• **What the exercise asks**
Reproduce the listing in full. Keep every character unchanged.

• **Data for the task**
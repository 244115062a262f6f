//! Valuation service facade
//!
//! Resolves the settings snapshot for a request, then hands it to the pure
//! engine. Request bodies are parsed here, so malformed requests surface as
//! `InvalidInput` before any settings are fetched.

use crate::error::Result;
use settings_service::{create_store, SettingsRecord, SettingsResolver, SettingsServiceConfig};
use tracing::{debug, info};
use valuation_engine::{
    compute_player_value, pick_chart, value_pick, PickChartRow, PickDescriptor, PickValuation, PlayerAttributes,
    SettingsPatch, ValuationError, ValuationResult,
};

/// Entry point for every valuation request
#[derive(Clone)]
pub struct ValuationService {
    resolver: SettingsResolver,
}

impl ValuationService {
    pub fn new(resolver: SettingsResolver) -> Self {
        Self { resolver }
    }

    /// Build the store from configuration and seed the default row if asked to
    pub async fn from_config(config: &SettingsServiceConfig) -> Result<Self> {
        let store = create_store(config).await?;
        let resolver = SettingsResolver::new(store);
        if config.seed_default && resolver.seed_default().await? {
            info!("Seeded default settings into {} store", resolver.store().name());
        }
        Ok(Self::new(resolver))
    }

    pub fn resolver(&self) -> &SettingsResolver {
        &self.resolver
    }

    /// Value a player against the franchise's settings
    pub async fn value_player(&self, franchise_id: Option<&str>, attrs: &PlayerAttributes) -> Result<ValuationResult> {
        let settings = self.resolver.resolve(franchise_id).await?;
        let result = compute_player_value(attrs, &settings);
        debug!(value = result.value, pick = result.nearest_pick.pick, "player valuation complete");
        Ok(result)
    }

    /// Parse a JSON player request and value it
    pub async fn value_player_json(&self, franchise_id: Option<&str>, body: &str) -> Result<ValuationResult> {
        let attrs = PlayerAttributes::from_json(body)?;
        self.value_player(franchise_id, &attrs).await
    }

    /// Value a current or future pick against the franchise's settings
    pub async fn value_pick(&self, franchise_id: Option<&str>, descriptor: &PickDescriptor) -> Result<PickValuation> {
        descriptor.validate()?;
        let settings = self.resolver.resolve(franchise_id).await?;
        Ok(value_pick(descriptor, &settings)?)
    }

    /// Parse a JSON pick request and value it
    pub async fn value_pick_json(&self, franchise_id: Option<&str>, body: &str) -> Result<PickValuation> {
        let descriptor: PickDescriptor = serde_json::from_str(body)
            .map_err(|e| ValuationError::invalid_input(format!("pick request: {}", e)))?;
        self.value_pick(franchise_id, &descriptor).await
    }

    /// The full draft pick chart
    pub fn pick_chart(&self) -> Vec<PickChartRow> {
        pick_chart()
    }

    /// The settings row a franchise resolves to
    pub async fn settings(&self, franchise_id: Option<&str>) -> Result<SettingsRecord> {
        Ok(self.resolver.resolve_record(franchise_id).await?)
    }

    /// Merge a JSON patch into a franchise's settings
    pub async fn patch_settings(&self, franchise_id: Option<&str>, body: &str) -> Result<SettingsRecord> {
        let patch = SettingsPatch::from_json(body)?;
        if patch.is_empty() {
            debug!("empty settings patch");
        }
        Ok(self.resolver.update(franchise_id, &patch).await?)
    }

    /// Seed the default row; `reset` overwrites an existing one
    pub async fn seed_default(&self, reset: bool) -> Result<SettingsRecord> {
        if reset {
            return Ok(self.resolver.reset_default().await?);
        }
        self.resolver.seed_default().await?;
        Ok(self.resolver.resolve_record(None).await?)
    }
}

#[cfg(test)]
mod tests {
    use super::*;
    use valuation_engine::{DevTrait, Position, Settings};

    async fn service() -> ValuationService {
        ValuationService::from_config(&SettingsServiceConfig::in_memory()).await.unwrap()
    }

    #[tokio::test]
    async fn test_from_config_seeds_default() {
        let service = service().await;
        let record = service.settings(None).await.unwrap();
        assert_eq!(record.settings, Settings::default());
        assert_eq!(record.revision, 1);
    }

    #[tokio::test]
    async fn test_unseeded_store_not_found() {
        let config = SettingsServiceConfig { seed_default: false, ..SettingsServiceConfig::in_memory() };
        let service = ValuationService::from_config(&config).await.unwrap();
        let attrs = PlayerAttributes::new(90, 25, Position::QB, DevTrait::Star);
        assert!(service.value_player(None, &attrs).await.unwrap_err().is_not_found());
    }

    #[tokio::test]
    async fn test_value_player_json() {
        let service = service().await;
        let result = service
            .value_player_json(Some("chiefs"), r#"{"overall": 93, "age": 26, "position": "QB", "dev_trait": "X-Factor"}"#)
            .await
            .unwrap();
        assert!(result.value > 0.0);

        let err = service.value_player_json(None, r#"{"overall": 93, "age": "old"}"#).await.unwrap_err();
        assert!(err.is_invalid_input());
    }

    #[tokio::test]
    async fn test_franchise_patch_changes_only_that_franchise() {
        let service = service().await;
        let body = r#"{"overall": 88, "age": 24, "position": "TE", "dev_trait": "Star"}"#;
        let before = service.value_player_json(Some("chiefs"), body).await.unwrap();

        service.patch_settings(Some("chiefs"), r#"{"pos_offsets": {"TE": 0.9}}"#).await.unwrap();
        let after = service.value_player_json(Some("chiefs"), body).await.unwrap();
        let other = service.value_player_json(Some("bills"), body).await.unwrap();

        assert!(after.value > before.value);
        assert_eq!(other.value, before.value);
    }

    #[tokio::test]
    async fn test_patch_rejects_unknown_keys() {
        let service = service().await;
        let err = service.patch_settings(None, r#"{"pos_offset": {"TE": 0.9}}"#).await.unwrap_err();
        assert!(err.is_invalid_input());
    }

    #[tokio::test]
    async fn test_value_pick() {
        let service = service().await;
        let valuation = service.value_pick_json(None, r#"{"round": 1, "years_out": 1}"#).await.unwrap();
        assert!((valuation.value.points - 750.0).abs() < 1e-9);
        assert_eq!(valuation.nearest_pick.pick, 23);

        let err = service.value_pick_json(None, r#"{"round": 9, "years_out": 1}"#).await.unwrap_err();
        assert!(err.is_invalid_input());
    }

    #[tokio::test]
    async fn test_value_pick_disabled() {
        let service = service().await;
        service.patch_settings(None, r#"{"future_picks": {"enabled": false}}"#).await.unwrap();
        let descriptor = PickDescriptor::new(2, 0, None).unwrap();
        assert!(service.value_pick(None, &descriptor).await.unwrap_err().is_feature_disabled());
    }

    #[test]
    fn test_blocking_lowercase_codes_match() {
        let service = tokio_test::block_on(service());
        let upper = r#"{"overall": 91, "age": 27, "position": "WR", "dev_trait": "X-Factor"}"#;
        let lower = r#"{"overall": 91, "age": 27, "position": "wr", "dev_trait": "xfactor"}"#;
        let a = tokio_test::block_on(service.value_player_json(None, upper)).unwrap();
        let b = tokio_test::block_on(service.value_player_json(None, lower)).unwrap();
        assert_eq!(a.value, b.value);

        let descriptor = PickDescriptor::new(1, 0, Some(5)).unwrap();
        let valuation = tokio_test::block_on(service.value_pick(None, &descriptor)).unwrap();
        assert_eq!(valuation.descriptor, descriptor);
    }

    #[tokio::test]
    async fn test_seed_reset() {
        let service = service().await;
        service.patch_settings(None, r#"{"pos_spread_scalar": 1.2}"#).await.unwrap();
        let kept = service.seed_default(false).await.unwrap();
        assert_eq!(kept.settings.pos_spread_scalar, 1.2);
        let reset = service.seed_default(true).await.unwrap();
        assert_eq!(reset.settings, Settings::default());
        assert_eq!(service.pick_chart().len(), 224);
    }
}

• **Answer box**
repository 244115062a262f6f
//! Valuation service facade
//!
//! Resolves the settings snapshot for a request, then hands it to the pure
//! engine. Request bodies are parsed here, so malformed requests surface as
//! `InvalidInput` before any settings are fetched.

use crate::error::Result;
use settings_service::{create_store, SettingsRecord, SettingsResolver, SettingsServiceConfig};
use tracing::{debug, info};
use valuation_engine::{
    compute_player_value, pick_chart, value_pick, PickChartRow, PickDescriptor, PickValuation, PlayerAttributes,
    SettingsPatch, ValuationError, ValuationResult,
};

/// Entry point for every valuation request
#[derive(Clone)]
pub struct ValuationService {
    resolver: SettingsResolver,
}

impl ValuationService {
    pub fn new(resolver: SettingsResolver) -> Self {
        Self { resolver }
    }

    /// Build the store from configuration and seed the default row if asked to
    pub async fn from_config(config: &SettingsServiceConfig) -> Result<Self> {
        let store = create_store(config).await?;
        let resolver = SettingsResolver::new(store);
        if config.seed_default && resolver.seed_default().await? {
            info!("Seeded default settings into {} store", resolver.store().name());
        }
        Ok(Self::new(resolver))
    }

    pub fn resolver(&self) -> &SettingsResolver {
        &self.resolver
    }

    /// Value a player against the franchise's settings
    pub async fn value_player(&self, franchise_id: Option<&str>, attrs: &PlayerAttributes) -> Result<ValuationResult> {
        let settings = self.resolver.resolve(franchise_id).await?;
        let result = compute_player_value(attrs, &settings);
        debug!(value = result.value, pick = result.nearest_pick.pick, "player valuation complete");
        Ok(result)
    }

    /// Parse a JSON player request and value it
    pub async fn value_player_json(&self, franchise_id: Option<&str>, body: &str) -> Result<ValuationResult> {
        let attrs = PlayerAttributes::from_json(body)?;
        self.value_player(franchise_id, &attrs).await
    }

    /// Value a current or future pick against the franchise's settings
    pub async fn value_pick(&self, franchise_id: Option<&str>, descriptor: &PickDescriptor) -> Result<PickValuation> {
        descriptor.validate()?;
        let settings = self.resolver.resolve(franchise_id).await?;
        Ok(value_pick(descriptor, &settings)?)
    }

    /// Parse a JSON pick request and value it
    pub async fn value_pick_json(&self, franchise_id: Option<&str>, body: &str) -> Result<PickValuation> {
        let descriptor: PickDescriptor = serde_json::from_str(body)
            .map_err(|e| ValuationError::invalid_input(format!("pick request: {}", e)))?;
        self.value_pick(franchise_id, &descriptor).await
    }

    /// The full draft pick chart
    pub fn pick_chart(&self) -> Vec<PickChartRow> {
        pick_chart()
    }

    /// The settings row a franchise resolves to
    pub async fn settings(&self, franchise_id: Option<&str>) -> Result<SettingsRecord> {
        Ok(self.resolver.resolve_record(franchise_id).await?)
    }

    /// Merge a JSON patch into a franchise's settings
    pub async fn patch_settings(&self, franchise_id: Option<&str>, body: &str) -> Result<SettingsRecord> {
        let patch = SettingsPatch::from_json(body)?;
        if patch.is_empty() {
            debug!("empty settings patch");
        }
        Ok(self.resolver.update(franchise_id, &patch).await?)
    }

    /// Seed the default row; `reset` overwrites an existing one
    pub async fn seed_default(&self, reset: bool) -> Result<SettingsRecord> {
        if reset {
            return Ok(self.resolver.reset_default().await?);
        }
        self.resolver.seed_default().await?;
        Ok(self.resolver.resolve_record(None).await?)
    }
}

#[cfg(test)]
mod tests {
    use super::*;
    use valuation_engine::{DevTrait, Position, Settings};

    async fn service() -> ValuationService {
        ValuationService::from_config(&SettingsServiceConfig::in_memory()).await.unwrap()
    }

    #[tokio::test]
    async fn test_from_config_seeds_default() {
        let service = service().await;
        let record = service.settings(None).await.unwrap();
        assert_eq!(record.settings, Settings::default());
        assert_eq!(record.revision, 1);
    }

    #[tokio::test]
    async fn test_unseeded_store_not_found() {
        let config = SettingsServiceConfig { seed_default: false, ..SettingsServiceConfig::in_memory() };
        let service = ValuationService::from_config(&config).await.unwrap();
        let attrs = PlayerAttributes::new(90, 25, Position::QB, DevTrait::Star);
        assert!(service.value_player(None, &attrs).await.unwrap_err().is_not_found());
    }

    #[tokio::test]
    async fn test_value_player_json() {
        let service = service().await;
        let result = service
            .value_player_json(Some("chiefs"), r#"{"overall": 93, "age": 26, "position": "QB", "dev_trait": "X-Factor"}"#)
            .await
            .unwrap();
        assert!(result.value > 0.0);

        let err = service.value_player_json(None, r#"{"overall": 93, "age": "old"}"#).await.unwrap_err();
        assert!(err.is_invalid_input());
    }

    #[tokio::test]
    async fn test_franchise_patch_changes_only_that_franchise() {
        let service = service().await;
        let body = r#"{"overall": 88, "age": 24, "position": "TE", "dev_trait": "Star"}"#;
        let before = service.value_player_json(Some("chiefs"), body).await.unwrap();

        service.patch_settings(Some("chiefs"), r#"{"pos_offsets": {"TE": 0.9}}"#).await.unwrap();
        let after = service.value_player_json(Some("chiefs"), body).await.unwrap();
        let other = service.value_player_json(Some("bills"), body).await.unwrap();

        assert!(after.value > before.value);
        assert_eq!(other.value, before.value);
    }

    #[tokio::test]
    async fn test_patch_rejects_unknown_keys() {
        let service = service().await;
        let err = service.patch_settings(None, r#"{"pos_offset": {"TE": 0.9}}"#).await.unwrap_err();
        assert!(err.is_invalid_input());
    }

    #[tokio::test]
    async fn test_value_pick() {
        let service = service().await;
        let valuation = service.value_pick_json(None, r#"{"round": 1, "years_out": 1}"#).await.unwrap();
        assert!((valuation.value.points - 750.0).abs() < 1e-9);
        assert_eq!(valuation.nearest_pick.pick, 23);

        let err = service.value_pick_json(None, r#"{"round": 9, "years_out": 1}"#).await.unwrap_err();
        assert!(err.is_invalid_input());
    }

    #[tokio::test]
    async fn test_value_pick_disabled() {
        let service = service().await;
        service.patch_settings(None, r#"{"future_picks": {"enabled": false}}"#).await.unwrap();
        let descriptor = PickDescriptor::new(2, 0, None).unwrap();
        assert!(service.value_pick(None, &descriptor).await.unwrap_err().is_feature_disabled());
    }

    #[test]
    fn test_blocking_lowercase_codes_match() {
        let service = tokio_test::block_on(service());
        let upper = r#"{"overall": 91, "age": 27, "position": "WR", "dev_trait": "X-Factor"}"#;
        let lower = r#"{"overall": 91, "age": 27, "position": "wr", "dev_trait": "xfactor"}"#;
        let a = tokio_test::block_on(service.value_player_json(None, upper)).unwrap();
        let b = tokio_test::block_on(service.value_player_json(None, lower)).unwrap();
        assert_eq!(a.value, b.value);

        let descriptor = PickDescriptor::new(1, 0, Some(5)).unwrap();
        let valuation = tokio_test::block_on(service.value_pick(None, &descriptor)).unwrap();
        assert_eq!(valuation.descriptor, descriptor);
    }

    #[tokio::test]
    async fn test_seed_reset() {
        let service = service().await;
        service.patch_settings(None, r#"{"pos_spread_scalar": 1.2}"#).await.unwrap();
        let kept = service.seed_default(false).await.unwrap();
        assert_eq!(kept.settings.pos_spread_scalar, 1.2);
        let reset = service.seed_default(true).await.unwrap();
        assert_eq!(reset.settings, Settings::default());
        assert_eq!(service.pick_chart().len(), 224);
    }
}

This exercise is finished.